LLM can now reason outside of inference language: Researchers introduce soft thinking to replace discrete tokens with continuous concept embedding

Human reasoning naturally operates through abstract nonverbal concepts, rather than relying strictly on discrete language tokens. However, the current LLM is limited to reasoning within natural language boundaries, generating one token at a time through predefined vocabulary. This label-by-market approach not only limits the expressive power of the model, but also limits the breadth of inference paths it can explore, especially in ambiguous or complex situations. The standard chain of ideas (COT) approach exemplifies this limitation, forcing the model to adopt a single path at each step. Instead, human cognition is more flexible and parallel, allowing multiple ideas to be considered simultaneously and delayed verbal expression until the concept is fully formed. This makes human reasoning more adaptable and powerful in dealing with uncertainty.

To address these limitations, the researchers proposed a transition from token-based inference to reasoning in a continuous conceptual space, representing the inference step as a combination of token embeddings. This approach allows the model to explore multiple inference trajectories in parallel and integrate richer concept representations. Previous research has shown that the potential of manipulating hidden states to influence inference outcomes or to introduce potential plans. However, applying continuous spatial reasoning to larger models presents challenges. In a model below 7B parameters, the shared weight between the input and output layers allows the hidden state to be consistent with the token embedding, thereby facilitating continuous inference. However, in larger models, the input and output space are decoupled, and the use of hidden states directly as input leads to difficult mismatches. Attempts to retrain these gaps often lead to over-performance or degradation, highlighting the difficulty of achieving effective continuous reasoning on a large scale.

Researchers at the University of California, Santa Barbara, University of California, Santa Cruz, University of California, University of California, University of Los Angeles, Purdue, Purdue, LMSYS Org, and Microsoft have proposed soft thinking. This training-free approach enhances the reasoning of large language models by running in continuous conceptual space. Rather than selecting a discrete token in each step, the model generates a concept token (a probability-weighted mixture of all token embeddings), thus implementing parallel inference on multiple paths. This leads to a richer, more abstract representation. The method includes a cold stop mechanism to increase efficiency. Evaluation of mathematical and coding tasks showed up to 2.48% accuracy, while the tokens used were 22.4% less inference than standard chains.
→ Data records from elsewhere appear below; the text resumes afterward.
//! Number → digit symbols → segment masks.
//!
//! Everything here is pure. A [`DisplayState`] is rebuilt from scratch on
//! every render tick and never persisted.

use serde::Serialize;

/// Number of digit positions on the clock.
pub const DIGITS: usize = 4;

/// Number of segments per digit.
pub const SEGMENTS: usize = 7;

// ── Digit values ────────────────────────────────────────────────────

/// One of the 12 symbols a digit position can show.
///
/// The discriminant doubles as the index into value-keyed colour tables.
#[derive(Clone, Copy, Debug, PartialEq, Eq, Hash, Serialize)]
#[serde(rename_all = "snake_case")]
#[repr(u8)]
pub enum DigitValue {
    Zero = 0,
    One,
    Two,
    Three,
    Four,
    Five,
    Six,
    Seven,
    Eight,
    Nine,
    Minus,
    Blank,
}

impl DigitValue {
    /// All 12 symbols in table order.
    pub const ALL: [DigitValue; 12] = [
        DigitValue::Zero,
        DigitValue::One,
        DigitValue::Two,
        DigitValue::Three,
        DigitValue::Four,
        DigitValue::Five,
        DigitValue::Six,
        DigitValue::Seven,
        DigitValue::Eight,
        DigitValue::Nine,
        DigitValue::Minus,
        DigitValue::Blank,
    ];

    /// The symbol for a decimal digit. Only the last decimal place of `n` is used.
    pub fn from_decimal(n: u32) -> Self {
        Self::ALL[(n % 10) as usize]
    }

    /// Index into value-keyed colour tables (0-9 digits, 10 minus, 11 blank).
    pub fn index(self) -> usize {
        self as usize
    }

    /// The decimal digit this symbol shows, if any.
    pub fn decimal(self) -> Option<u8> {
        match self {
            DigitValue::Minus | DigitValue::Blank => None,
            d => Some(d as u8),
        }
    }
}

// ── Segments ────────────────────────────────────────────────────────

/// Logical identity of one stroke of a digit.
///
/// The discriminant is the segment id (0-6) and the bit position in a
/// [`SegmentMask`]. Ids follow the font table row by row: top, the two upper
/// verticals, the middle bar, the two lower verticals, bottom.
#[derive(Clone, Copy, Debug, PartialEq, Eq, Hash)]
#[repr(u8)]
pub enum Segment {
    Top = 0,
    UpperLeft = 1,
    UpperRight = 2,
    Middle = 3,
    LowerLeft = 4,
    LowerRight = 5,
    Bottom = 6,
}

impl Segment {
    /// All segments in id order.
    pub const ALL: [Segment; SEGMENTS] = [
        Segment::Top,
        Segment::UpperLeft,
        Segment::UpperRight,
        Segment::Middle,
        Segment::LowerLeft,
        Segment::LowerRight,
        Segment::Bottom,
    ];

    pub fn id(self) -> usize {
        self as usize
    }
}

/// Which of the 7 segments of one digit are lit (bit n = segment id n).
#[derive(Clone, Copy, Debug, Default, PartialEq, Eq, Hash)]
pub struct SegmentMask(u8);

impl SegmentMask {
    pub const EMPTY: SegmentMask = SegmentMask(0);

    pub const fn from_bits(bits: u8) -> Self {
        Self(bits & 0x7F)
    }

    pub const fn bits(self) -> u8 {
        self.0
    }

    pub fn is_lit(self, segment: Segment) -> bool {
        self.0 & (1 << segment.id()) != 0
    }

    pub fn count(self) -> u32 {
        self.0.count_ones()
    }

    /// Reverse font lookup: which symbol lights exactly these segments.
    pub fn decode(self) -> Option<DigitValue> {
        DigitValue::ALL
            .into_iter()
            .find(|&d| to_segments(d) == self)
    }
}

/// Seven-segment font, indexed by [`DigitValue::index`].
const FONT: [u8; 12] = [
    0b1110111, // 0
    0b0100100, // 1
    0b1011101, // 2
    0b1101101, // 3
    0b0101110, // 4
    0b1101011, // 5
    0b1111011, // 6
    0b0100101, // 7
    0b1111111, // 8
    0b1101111, // 9
    0b0001000, // -
    0b0000000, // blank
];

/// Segments lit for a symbol.
pub fn to_segments(d: DigitValue) -> SegmentMask {
    SegmentMask::from_bits(FONT[d.index()])
}

// ── Formatting ──────────────────────────────────────────────────────

/// Format `value` into the digit positions, most significant first.
///
/// The lowest `width` decimal places of `|value|` fill positions
/// `0..width` with leading zeros; remaining positions are blank. A negative
/// value puts a minus on the most significant requested position, which
/// hides whatever digit was there (`-1234` shows `-234`).
///
/// # Panics
/// If `width` is 0 or larger than [`DIGITS`].
pub fn format_number(value: i32, width: usize) -> [DigitValue; DIGITS] {
    assert!(
        (1..=DIGITS).contains(&width),
        "format width must be 1..={DIGITS}, got {width}"
    );

    let magnitude = value.unsigned_abs();
    // Least significant first: ones, tens, hundreds, thousands.
    let mut places = [DigitValue::Zero; DIGITS];
    let mut rest = magnitude;
    for place in places.iter_mut() {
        *place = DigitValue::from_decimal(rest);
        rest /= 10;
    }
    if value < 0 {
        places[width - 1] = DigitValue::Minus;
    }

    let mut digits = [DigitValue::Blank; DIGITS];
    for n in 0..width {
        digits[width - 1 - n] = places[n];
    }
    digits
}

// ── Display state ───────────────────────────────────────────────────

/// The four symbols currently shown, plus their segment masks.
#[derive(Clone, Copy, Debug, PartialEq, Eq)]
pub struct DisplayState {
    pub digits: [DigitValue; DIGITS],
    pub masks: [SegmentMask; DIGITS],
}

impl DisplayState {
    pub fn from_digits(digits: [DigitValue; DIGITS]) -> Self {
        Self {
            digits,
            masks: digits.map(to_segments),
        }
    }

    /// Full-width rendering of a number.
    pub fn from_number(value: i32) -> Self {
        Self::from_digits(format_number(value, DIGITS))
    }

    pub fn blank() -> Self {
        Self::from_digits([DigitValue::Blank; DIGITS])
    }
}

// ── Tests ───────────────────────────────────────────────────────────

#[cfg(test)]
mod tests {
    use super::*;
    use DigitValue::*;
    use pretty_assertions::assert_eq;
    use rstest::rstest;

    #[test]
    fn blank_lights_nothing() {
        assert_eq!(to_segments(Blank), SegmentMask::EMPTY);
        assert_eq!(to_segments(Blank).bits(), 0);
    }

    #[test]
    fn minus_lights_only_the_middle_bar() {
        let mask = to_segments(Minus);
        assert_eq!(mask.count(), 1);
        assert!(mask.is_lit(Segment::Middle));
    }

    #[test]
    fn eight_lights_everything() {
        let mask = to_segments(Eight);
        assert!(Segment::ALL.iter().all(|&s| mask.is_lit(s)));
    }

    #[rstest]
    #[case(One, &[Segment::UpperRight, Segment::LowerRight])]
    #[case(Seven, &[Segment::Top, Segment::UpperRight, Segment::LowerRight])]
    #[case(Four, &[Segment::UpperLeft, Segment::UpperRight, Segment::Middle, Segment::LowerRight])]
    fn test_font_shapes(#[case] d: DigitValue, #[case] lit: &[Segment]) {
        let mask = to_segments(d);
        for s in Segment::ALL {
            assert_eq!(mask.is_lit(s), lit.contains(&s), "{d:?} segment {s:?}");
        }
    }

    #[test]
    fn font_is_unambiguous() {
        for d in DigitValue::ALL {
            assert_eq!(to_segments(d).decode(), Some(d));
        }
    }

    #[rstest]
    #[case(0, [Zero, Zero, Zero, Zero])]
    #[case(7, [Zero, Zero, Zero, Seven])]
    #[case(1234, [One, Two, Three, Four])]
    #[case(2359, [Two, Three, Five, Nine])]
    #[case(12345, [Two, Three, Four, Five])]
    #[case(-5, [Minus, Zero, Zero, Five])]
    #[case(-100, [Minus, One, Zero, Zero])]
    #[case(-999, [Minus, Nine, Nine, Nine])]
    #[case(-1234, [Minus, Two, Three, Four])]
    fn test_format_width_4(#[case] value: i32, #[case] expected: [DigitValue; 4]) {
        assert_eq!(format_number(value, 4), expected);
    }

    #[rstest]
    #[case(42, 2, [Four, Two, Blank, Blank])]
    #[case(-7, 2, [Minus, Seven, Blank, Blank])]
    #[case(987, 1, [Seven, Blank, Blank, Blank])]
    fn test_format_narrow(#[case] value: i32, #[case] width: usize, #[case] expected: [DigitValue; 4]) {
        assert_eq!(format_number(value, width), expected);
    }

    #[test]
    fn format_handles_i32_min() {
        // |i32::MIN| = 2147483648, last four places 3648
        assert_eq!(format_number(i32::MIN, 4), [Minus, Six, Four, Eight]);
    }

    #[test]
    #[should_panic]
    fn format_rejects_zero_width() {
        format_number(1, 0);
    }

    #[test]
    fn segments_read_back_to_the_formatted_number() {
        for v in -999..=9999 {
            let state = DisplayState::from_number(v);
            let shown: Vec<DigitValue> = state
                .masks
                .iter()
                .map(|m| m.decode().expect("every mask is a font glyph"))
                .collect();

            let magnitude = v.unsigned_abs() % 10_000;
            let expected_digits = [
                magnitude / 1000,
                (magnitude / 100) % 10,
                (magnitude / 10) % 10,
                magnitude % 10,
            ];
            for (slot, d) in shown.iter().enumerate() {
                if v < 0 && slot == 0 {
                    assert_eq!(*d, Minus, "value {v}");
                } else {
                    assert_eq!(d.decimal(), Some(expected_digits[slot] as u8), "value {v} slot {slot}");
                }
            }
        }
    }

    #[test]
    fn digit_value_indexes_follow_table_order() {
        assert_eq!(Zero.index(), 0);
        assert_eq!(Nine.index(), 9);
        assert_eq!(Minus.index(), 10);
        assert_eq!(Blank.index(), 11);
    }
}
The soft thinking approach enhances standard COT inference by replacing discrete token sampling (probability distribution over the entire vocabulary) with concept tokens. These distributions compute weighted embeddings, allowing the model to reason in a continuous conceptual space. This preserves uncertainty and allows multiple inference paths to be explored in parallel. When the model becomes confident, improves efficiency and prevents crashes, the cold stop mechanism monitors entropy to prevent inference. Theoretical analysis shows that soft thinking provides a more expressive and computational alternative to discrete COT by linearizing the approximation of all marginalization on all inference paths.

The study used three open source LLMs of different sizes and architectures to evaluate the soft thinking method of eight benchmarks of mathematics and programming in mathematics and programming. Compared with standard and greedy COT methods, soft thinking consistently improves accuracy (by @1), while greatly reducing the number of tokens generated, indicating that reasoning is more effective. This method uses concept tokens and cold start controllers without modifying model weights or requiring additional training. Experiments show that soft thinking can balance higher accuracy with lower computational costs, surpassing the benchmark by enabling richer, more abstract inference with fewer steps in various tasks and models.
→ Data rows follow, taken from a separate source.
/// POST /api/v1/config/{period}/brightness — set brightness (0-255)
#[utoipa::path(
    post,
    path = "/api/v1/config/{period}/brightness",
    tag = "config",
    params(("period" = WhichPeriod, Path, description = "day or night")),
    request_body = BrightnessRequest,
    responses(
        (status = 200, description = "Brightness applied", body = Configuration),
        (status = 400, description = "Brightness out of range")
    )
)]
async fn post_brightness(
    State(state): State<AppState>,
    Path(period): Path<WhichPeriod>,
    Json(req): Json<BrightnessRequest>,
) -> Result<Json<Configuration>, (StatusCode, String)> {
    submit(&state, brightness_command(period.into(), &req)).await
}

/// POST /api/v1/config/custom/{slot} — replace a custom colour table
#[utoipa::path(
    post,
    path = "/api/v1/config/custom/{slot}",
    tag = "config",
    params(("slot" = u8, Path, description = "1 or 2")),
    request_body = CustomColorsRequest,
    responses(
        (status = 200, description = "Colours applied", body = Configuration),
        (status = 400, description = "Bad slot or colour")
    )
)]
async fn post_custom_colors(
    State(state): State<AppState>,
    Path(slot): Path<u8>,
    Json(req): Json<CustomColorsRequest>,
) -> Result<Json<Configuration>, (StatusCode, String)> {
    submit(&state, custom_colors_command(slot, &req)).await
}

/// POST /api/v1/config/schedule — set the night window
#[utoipa::path(
    post,
    path = "/api/v1/config/schedule",
    tag = "config",
    request_body = ScheduleRequest,
    responses(
        (status = 200, description = "Schedule applied", body = Configuration),
        (status = 400, description = "Malformed time")
    )
)]
async fn post_schedule(
    State(state): State<AppState>,
    Json(req): Json<ScheduleRequest>,
) -> Result<Json<Configuration>, (StatusCode, String)> {
    submit(&state, schedule_command(&req)).await
}

/// POST /api/v1/config/force — force day or night
#[utoipa::path(
    post,
    path = "/api/v1/config/force",
    tag = "config",
    request_body = ForceRequest,
    responses(
        (status = 200, description = "Force flags applied", body = Configuration)
    )
)]
async fn post_force(
    State(state): State<AppState>,
    Json(req): Json<ForceRequest>,
) -> Result<Json<Configuration>, (StatusCode, String)> {
    submit(&state, Ok(force_command(&req))).await
}

/// POST /api/v1/config/control-source — standalone or remote
#[utoipa::path(
    post,
    path = "/api/v1/config/control-source",
    tag = "config",
    request_body = ControlSourceRequest,
    responses(
        (status = 200, description = "Control source applied", body = Configuration),
        (status = 400, description = "Unknown control source")
    )
)]
async fn post_control_source(
    State(state): State<AppState>,
    Json(req): Json<ControlSourceRequest>,
) -> Result<Json<Configuration>, (StatusCode, String)> {
    submit(&state, control_source_command(&req)).await
}

/// POST /api/v1/remote — inject a message as if it came from the remote channel
#[utoipa::path(
    post,
    path = "/api/v1/remote",
    tag = "remote",
    request_body = RemoteRequest,
    responses(
        (status = 202, description = "Message queued"),
        (status = 400, description = "Unknown topic or malformed payload")
    )
)]
async fn post_remote(
    State(state): State<AppState>,
    Json(req): Json<RemoteRequest>,
) -> Result<StatusCode, (StatusCode, String)> {
    let message = RemoteMessage::new(req.topic, req.payload);
    state
        .topics
        .parse(&message)
        .map_err(|e| (StatusCode::BAD_REQUEST, e.to_string()))?;

    state.remote_tx.send(message).map_err(|_| loop_gone())?;

    Ok(StatusCode::ACCEPTED)
}

/// GET /api/v1/remote/state — remote state and retained publications
#[utoipa::path(
    get,
    path = "/api/v1/remote/state",
    tag = "remote",
    responses(
        (status = 200, description = "Remote-control snapshot", body = RemoteSnapshot)
    )
)]
async fn get_remote_state(State(state): State<AppState>) -> Json<RemoteSnapshot> {
    let remote = state.status.lock().unwrap_or_else(PoisonError::into_inner).remote;
    let retained = state.retained.lock().unwrap_or_else(PoisonError::into_inner).clone();
    Json(RemoteSnapshot {
        state: remote,
        topics: state.topics.clone(),
        retained,
    })
}

// ── Tests ───────────────────────────────────────────────────────────
//! Loader Configuration Constants

/// Name printed in the startup banner
pub const LOADER_NAME: &str = "TomLoader";

/// Report file at the root of the volume the image was loaded from
pub const MEMMAP_PATH: &str = "\\memmap";

/// Longest UCS-2 path accepted, including the terminating NUL
pub const MAX_PATH_LEN: usize = 64;

/// Memory map buffer size
/// A few hundred 48-byte descriptors; firmware maps are usually far smaller.
/// Undersize is reported, never retried.
pub const MEMORY_MAP_BUFFER_SIZE: usize = 16 * 1024; // 16 KB

const _: () = assert!(MEMMAP_PATH.len() < MAX_PATH_LEN, "MEMMAP_PATH too long");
In short, soft thinking is a training-free approach that enables large language models to reason with continuous concept tokens instead of traditional discrete tokens. By combining weighted token embedding, soft thinking can enable the model to explore multiple inference paths simultaneously, thereby improving accuracy and efficiency. After mathematical and coding benchmarks, it consistently improves the accuracy of @1 while reducing the number of tokens generated without additional training or architectural changes. This method maintains interpretability and concise reasoning. Future research may focus on training adaptations to improve robustness, especially for distributing inputs. This code is publicly accessible.

View paper and GitHub pages. All credits for this study are to the researchers on the project. Also, please stay tuned for us twitter And don’t forget to join us 95k+ ml reddit And subscribe Our newsletter.

Sana Hassan, a consulting intern at Marktechpost and a dual-degree student at IIT Madras, is passionate about applying technology and AI to address real-world challenges. He is very interested in solving practical problems, and he brings a new perspective to the intersection of AI and real-life solutions.